_What is needed:_ Return exactly the lines of the records below, starting at the line that contains "50.0, warning: 60.0" and ending at the line that contains "each raw measurement.", with both of those lines kept.

_Working data:_
====

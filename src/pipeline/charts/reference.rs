//! Static clinical reference table shared by the charts and the report.

use crate::models::ClinicalObservation;

#[derive(Debug, Clone, Copy, PartialEq, Eq)]
pub enum BandStatus {
    Low,
    Normal,
    Borderline,
    High,
}

impl BandStatus {
    pub fn as_str(&self) -> &'static str {
        match self {
            Self::Low => "Low",
            Self::Normal => "Normal",
            Self::Borderline => "Borderline",
            Self::High => "High",
        }
    }
}

/// Normal band `[min, max]`; values at or above `warning` are flagged high.
#[derive(Debug, Clone, Copy, PartialEq)]
pub struct ReferenceRange {
    pub feature: &'static str,
    pub label: &'static str,
    pub unit: &'static str,
    pub min: f64,
    pub max: f64,
    pub warning: f64,
}

impl ReferenceRange {
    pub fn midpoint(&self) -> f64 {
        (self.min + self.max) / 2.0
    }

    pub fn status(&self, value: f64) -> BandStatus {
        if value < self.min {
            BandStatus::Low
        } else if value <= self.max {
            BandStatus::Normal
        } else if value < self.warning {
            BandStatus::Borderline
        } else {
            BandStatus::High
        }
    }

    /// Maps the midpoint to 0.5 and clamps to [0, 1].
    pub fn normalize(&self, value: f64) -> f64 {
        let mid = self.midpoint();
        let span = if mid > 0.0 { 2.0 * mid } else { self.max.max(1.0) };
        (value / span).clamp(0.0, 1.0)
    }

    pub fn describe(&self) -> String {
        if self.unit.is_empty() {
            format!("{}–{}", self.min, self.max)
        } else {
            format!("{}–{} {}", self.min, self.max, self.unit)
        }
    }
}

/// One row per raw measurement, in feature order.
pub const REFERENCE_RANGES: [ReferenceRange; 8] = [
    ReferenceRange { feature: "pregnancies", label: "Pregnancies", unit: "", min: 0.0, max: 4.0, warning: 8.0 },
    ReferenceRange { feature: "glucose", label: "Glucose", unit: "mg/dL", min: 70.0, max: 100.0, warning: 126.0 },
    ReferenceRange { feature: "blood_pressure", label: "Blood Pressure", unit: "mmHg", min: 60.0, max: 80.0, warning: 90.0 },
    ReferenceRange { feature: "skin_thickness", label: "Skin Thickness", unit: "mm", min: 10.0, max: 50.0, warning: 60.0 },
    ReferenceRange { feature: "insulin", label: "Insulin", unit: "µU/mL", min: 16.0, max: 166.0, warning: 200.0 },
    ReferenceRange { feature: "bmi", label: "BMI", unit: "kg/m²", min: 18.5, max: 24.9, warning: 30.0 },
    ReferenceRange { feature: "diabetes_pedigree_function", label: "Diabetes Pedigree", unit: "", min: 0.0, max: 1.0, warning: 1.5 },
    ReferenceRange { feature: "age", label: "Age", unit: "years", min: 18.0, max: 45.0, warning: 60.0 },
];

/// Relative contribution shown in the pie chart, in feature order. These are
/// fixed presentation weights and do not come from the trained model.
pub const PIE_WEIGHTS: [f64; 8] = [0.05, 0.30, 0.07, 0.04, 0.10, 0.18, 0.12, 0.14];

/// `(range, value, status)` for each raw measurement.
pub fn assess_ranges(observation: &ClinicalObservation) -> Vec<(ReferenceRange, f64, BandStatus)> {
    REFERENCE_RANGES
        .iter()
        .zip(observation.measurements().values())
        .map(|(range, value)| (*range, value, range.status(value)))
        .collect()
}
//! Offline training run.
//!
//! `Ingested → Transformed → Trained → Evaluated → Serialized`. Each stage is
//! its own type, so a later stage cannot run on data that skipped an earlier
//! one. A run that misses the acceptance thresholds stops before anything is
//! written and the previously published bundle keeps serving.

pub mod dataset;
pub mod metrics;

use std::path::{Path, PathBuf};

use chrono::Utc;
use thiserror::Error;

use crate::config::TrainingSettings;
use crate::pipeline::features::{feature_vector, FEATURE_COUNT};
use crate::pipeline::model::artifact::{save_bundle, TrainingSummary};
use crate::pipeline::model::{
    BundleMetadata, GradientBoostedClassifier, Hyperparameters, ModelError, StandardScaler,
};
use dataset::{stratified_split, Dataset, LabeledObservation};
use metrics::EvaluationMetrics;

#[derive(Error, Debug)]
pub enum TrainingError {
    #[error("I/O error at {path}: {source}")]
    Io {
        path: PathBuf,
        #[source]
        source: std::io::Error,
    },

    #[error("CSV error: {0}")]
    Csv(#[from] csv::Error),

    #[error("Dataset contains no usable rows")]
    EmptyDataset,

    #[error("Split left an empty {0} set")]
    EmptySplit(&'static str),

    #[error("Model error: {0}")]
    Model(#[from] ModelError),

    #[error("Model rejected, previous bundle kept: {}", .failures.join(", "))]
    Acceptance {
        metrics: EvaluationMetrics,
        failures: Vec<String>,
    },
}

#[derive(Debug, Clone, Copy, PartialEq, Eq)]
pub enum TrainingStage {
    Ingested,
    Transformed,
    Trained,
    Evaluated,
    Serialized,
}

impl TrainingStage {
    pub fn as_str(&self) -> &'static str {
        match self {
            Self::Ingested => "ingested",
            Self::Transformed => "transformed",
            Self::Trained => "trained",
            Self::Evaluated => "evaluated",
            Self::Serialized => "serialized",
        }
    }
}

fn enter(stage: TrainingStage) {
    tracing::info!(stage = stage.as_str(), "Training stage reached");
}

// ── Stages ──

pub struct Ingested {
    dataset: Dataset,
}

pub struct Transformed {
    scaler: StandardScaler,
    train_x: Vec<[f64; FEATURE_COUNT]>,
    train_y: Vec<f64>,
    test_x: Vec<[f64; FEATURE_COUNT]>,
    test_y: Vec<bool>,
    rejected: usize,
}

pub struct Trained {
    data: Transformed,
    classifier: GradientBoostedClassifier,
}

pub struct Evaluated {
    trained: Trained,
    metrics: EvaluationMetrics,
}

pub fn ingest(path: &Path) -> Result<Ingested, TrainingError> {
    let dataset = dataset::load_dataset(path)?;
    Ok(Ingested::from_dataset(dataset))
}

impl Ingested {
    pub fn from_dataset(dataset: Dataset) -> Self {
        enter(TrainingStage::Ingested);
        tracing::info!(
            rows = dataset.rows.len(),
            rejected = dataset.rejected,
            "Dataset ingested"
        );
        Self { dataset }
    }

    /// Split, then fit the scaler on the training rows only.
    pub fn transform(self, settings: &TrainingSettings) -> Result<Transformed, TrainingError> {
        let (train, test) =
            stratified_split(self.dataset.rows, settings.test_fraction, settings.seed);
        if train.is_empty() {
            return Err(TrainingError::EmptySplit("training"));
        }
        if test.is_empty() {
            return Err(TrainingError::EmptySplit("test"));
        }

        let raw_train: Vec<[f64; FEATURE_COUNT]> = features(&train);
        let scaler = StandardScaler::fit(&raw_train)?;
        let train_x = raw_train.iter().map(|r| scaler.transform(r)).collect();
        let test_x = features(&test).iter().map(|r| scaler.transform(r)).collect();

        enter(TrainingStage::Transformed);
        Ok(Transformed {
            scaler,
            train_x,
            train_y: train.iter().map(|r| if r.diabetic { 1.0 } else { 0.0 }).collect(),
            test_x,
            test_y: test.iter().map(|r| r.diabetic).collect(),
            rejected: self.dataset.rejected,
        })
    }
}

fn features(rows: &[LabeledObservation]) -> Vec<[f64; FEATURE_COUNT]> {
    rows.iter().map(|r| feature_vector(&r.observation)).collect()
}

impl Transformed {
    pub fn train(self, hyperparameters: Hyperparameters) -> Result<Trained, TrainingError> {
        let classifier = GradientBoostedClassifier::fit(&self.train_x, &self.train_y, hyperparameters)?;
        enter(TrainingStage::Trained);
        Ok(Trained {
            data: self,
            classifier,
        })
    }
}

impl Trained {
    pub fn evaluate(self) -> Evaluated {
        let predicted: Vec<bool> = self
            .data
            .test_x
            .iter()
            .map(|x| self.classifier.predict_proba(x) >= crate::models::DIABETIC_THRESHOLD)
            .collect();
        let metrics = EvaluationMetrics::compute(&predicted, &self.data.test_y);

        enter(TrainingStage::Evaluated);
        tracing::info!(
            accuracy = metrics.accuracy,
            precision = metrics.precision,
            recall = metrics.recall,
            f1 = metrics.f1,
            "Held-out evaluation"
        );
        Evaluated {
            trained: self,
            metrics,
        }
    }
}

impl Evaluated {
    pub fn metrics(&self) -> &EvaluationMetrics {
        &self.metrics
    }

    /// Check acceptance, then publish the bundle under `model_root`.
    pub fn serialize(
        self,
        model_root: &Path,
        settings: &TrainingSettings,
    ) -> Result<BundleMetadata, TrainingError> {
        let failures = self.metrics.shortfalls(settings);
        if !failures.is_empty() {
            tracing::warn!(failures = ?failures, "Model below acceptance thresholds");
            return Err(TrainingError::Acceptance {
                metrics: self.metrics,
                failures,
            });
        }

        let data = &self.trained.data;
        let metadata = save_bundle(
            model_root,
            &data.scaler,
            &self.trained.classifier,
            TrainingSummary {
                trained_at: Utc::now(),
                metrics: self.metrics,
                train_rows: data.train_x.len(),
                test_rows: data.test_x.len(),
                rejected_rows: data.rejected,
            },
        )?;
        enter(TrainingStage::Serialized);
        Ok(metadata)
    }
}

/// Full run from a CSV file to a published bundle.
pub fn run_training(
    dataset_path: &Path,
    model_root: &Path,
    settings: &TrainingSettings,
) -> Result<BundleMetadata, TrainingError> {
    ingest(dataset_path)?
        .transform(settings)?
        .train(Hyperparameters::default())?
        .evaluate()
        .serialize(model_root, settings)
}
use chrono::{DateTime, Utc};
use serde::{Deserialize, Serialize};

use super::enums::ChatRoute;

#[derive(Debug, Clone, PartialEq, Serialize, Deserialize)]
pub struct ChatTurn {
    pub user_id: String,
    pub question: String,
    pub answer: String,
    pub route: ChatRoute,
    pub degraded: bool,
    pub created_at: DateTime<Utc>,
}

====

_Exercise answer:_
    ReferenceRange { feature: "skin_thickness", label: "Skin Thickness", unit: "mm", min: 10.0, max: 50.0, warning: 60.0 },
    ReferenceRange { feature: "insulin", label: "Insulin", unit: "µU/mL", min: 16.0, max: 166.0, warning: 200.0 },
    ReferenceRange { feature: "bmi", label: "BMI", unit: "kg/m²", min: 18.5, max: 24.9, warning: 30.0 },
    ReferenceRange { feature: "diabetes_pedigree_function", label: "Diabetes Pedigree", unit: "", min: 0.0, max: 1.0, warning: 1.5 },
    ReferenceRange { feature: "age", label: "Age", unit: "years", min: 18.0, max: 45.0, warning: 60.0 },
];

/// Relative contribution shown in the pie chart, in feature order. These are
/// fixed presentation weights and do not come from the trained model.
pub const PIE_WEIGHTS: [f64; 8] = [0.05, 0.30, 0.07, 0.04, 0.10, 0.18, 0.12, 0.14];

/// `(range, value, status)` for each raw measurement.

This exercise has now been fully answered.